Mignon

On en a longtemps voulu aux compositeurs français – et plus encore à leurs librettistes – d’avoir détourné Goethe et Shakespeare dans les chemins édulcorants et sentimentaux de l’opéra comique. Au point de les bannir dans le purgatoire – sinon dans l’enfer – du répertoire. Si Faust et Werther n’ont pas trop souffert de désaffection, Ambroise Thomas était considéré comme vraiment trop ringard. Et puis voilà qu’on s’est aperçu que son Hamlet comportait de la bien belle musique et qu’il n’était pas indigne des grands scènes.

C’est le tour de Mignon.

Car il faut bien reconnaître que cette œuvre ne manque ni de charme ni de délicatesse.

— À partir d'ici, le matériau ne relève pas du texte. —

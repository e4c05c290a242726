//! Cosine similarity calculations

use ndarray::{Array2, ArrayView1};

use super::vectorizer::FeatureVector;

/// Calculate cosine similarity between two feature vectors
///
/// Formula: cos(θ) = (A · B) / (||A|| ||B||)
///
/// Returns 0.0 when either vector has zero magnitude.
pub fn cosine_similarity(a: &FeatureVector, b: &FeatureVector) -> f64 {
    debug_assert_eq!(
        a.len(),
        b.len(),
        "Feature vectors must come from the same vocabulary"
    );

    let dot_product = a.view().dot(&b.view());

    let norm_a = a.magnitude();
    let norm_b = b.magnitude();

    // Avoid division by zero
    if norm_a == 0.0 || norm_b == 0.0 {
        return 0.0;
    }

    dot_product / (norm_a * norm_b)
}

/// Similarity of `query` against each vector in `vectors`, in order
pub fn similarity_row(query: &FeatureVector, vectors: &[FeatureVector]) -> Vec<f64> {
    vectors
        .iter()
        .map(|vector| cosine_similarity(query, vector))
        .collect()
}

/// Dense, symmetric N×N matrix of pairwise cosine similarities
#[derive(Debug, Clone, PartialEq)]
pub struct SimilarityMatrix {
    data: Array2<f64>,
}

impl SimilarityMatrix {
    /// Computes every pairwise similarity once and mirrors it across the
    /// diagonal. The diagonal is 1.0 for nonzero vectors and 0.0 otherwise.
    pub fn build(vectors: &[FeatureVector]) -> Self {
        let size = vectors.len();
        let mut data = Array2::<f64>::zeros((size, size));

        for i in 0..size {
            data[[i, i]] = if vectors[i].magnitude() > 0.0 { 1.0 } else { 0.0 };
            for j in (i + 1)..size {
                let score = cosine_similarity(&vectors[i], &vectors[j]);
                data[[i, j]] = score;
                data[[j, i]] = score;
            }
        }

        tracing::debug!(size, "Built similarity matrix");

        Self { data }
    }

    /// Number of rows (and columns)
    pub fn len(&self) -> usize {
        self.data.nrows()
    }

    pub fn is_empty(&self) -> bool {
        self.data.is_empty()
    }

    /// Similarity between documents `i` and `j`
    pub fn get(&self, i: usize, j: usize) -> f64 {
        self.data[[i, j]]
    }

    /// All similarities of document `i`
    pub fn row(&self, i: usize) -> ArrayView1<'_, f64> {
        self.data.row(i)
    }
}

#[cfg(test)]
mod tests {
    use super::*;

    fn fv(weights: &[f64]) -> FeatureVector {
        FeatureVector::from(weights.to_vec())
    }

    #[test]
    fn test_cosine_similarity_identical() {
        let a = fv(&[1.0, 2.0, 3.0]);
        assert!((cosine_similarity(&a, &a) - 1.0).abs() < 1e-12);
    }

    #[test]
    fn test_cosine_similarity_orthogonal() {
        let a = fv(&[1.0, 0.0]);
        let b = fv(&[0.0, 1.0]);
        assert!(cosine_similarity(&a, &b).abs() < 1e-12);
    }

    #[test]
    fn test_cosine_similarity_opposite() {
        let a = fv(&[1.0, 2.0]);
        let b = fv(&[-1.0, -2.0]);
        assert!((cosine_similarity(&a, &b) + 1.0).abs() < 1e-12);
    }

    #[test]
    fn test_cosine_similarity_is_symmetric() {
        let a = fv(&[0.3, 1.7, 0.0, 2.2]);
        let b = fv(&[1.1, 0.0, 0.4, 0.9]);
        assert_eq!(cosine_similarity(&a, &b), cosine_similarity(&b, &a));
    }

    #[test]
    fn test_cosine_similarity_zero_vector() {
        let a = fv(&[0.0, 0.0]);
        let b = fv(&[1.0, 1.0]);
        assert_eq!(cosine_similarity(&a, &b), 0.0);
        assert_eq!(cosine_similarity(&a, &a), 0.0);
    }

    #[test]
    fn test_matrix_is_symmetric_with_unit_diagonal() {
        let vectors = vec![
            fv(&[1.0, 0.0, 2.0]),
            fv(&[0.5, 1.5, 0.0]),
            fv(&[2.0, 2.0, 2.0]),
        ];
        let matrix = SimilarityMatrix::build(&vectors);

        assert_eq!(matrix.len(), 3);
        for i in 0..3 {
            assert_eq!(matrix.get(i, i), 1.0);
            for j in 0..3 {
                assert_eq!(matrix.get(i, j), matrix.get(j, i));
                assert!((-1.0..=1.0).contains(&matrix.get(i, j)));
            }
        }
    }

    #[test]
    fn test_matrix_zero_vector_row() {
        let vectors = vec![fv(&[0.0, 0.0]), fv(&[1.0, 0.0])];
        let matrix = SimilarityMatrix::build(&vectors);

        assert_eq!(matrix.row(0).to_vec(), vec![0.0, 0.0]);
        assert_eq!(matrix.get(1, 1), 1.0);
    }

    #[test]
    fn test_similarity_row_matches_pairwise() {
        let query = fv(&[1.0, 1.0]);
        let vectors = vec![fv(&[1.0, 0.0]), fv(&[1.0, 1.0])];
        let row = similarity_row(&query, &vectors);

        assert_eq!(row.len(), 2);
        assert!((row[1] - 1.0).abs() < 1e-12);
        assert!(row[0] < row[1]);
    }
}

Pour ne prendre qu’un exemple, les personnages antithétiques de Mignon, exilée nostalgique et amoureuse fervente, et de Philine, comédienne adulée et coquette extravertie, sont parfaitement caractérisés, ne seraient-ce que par leurs deux airs restés célèbres : Connais-tu le pays et Je suis Titania la blonde.

Reste donc à redécouvrir avec des oreilles rafraîchies ce qui fut l’un des ouvrages les plus joués sur toutes les scènes du monde, depuis sa création en 1866 jusqu’au progressif abandon d’entre les deux guerres.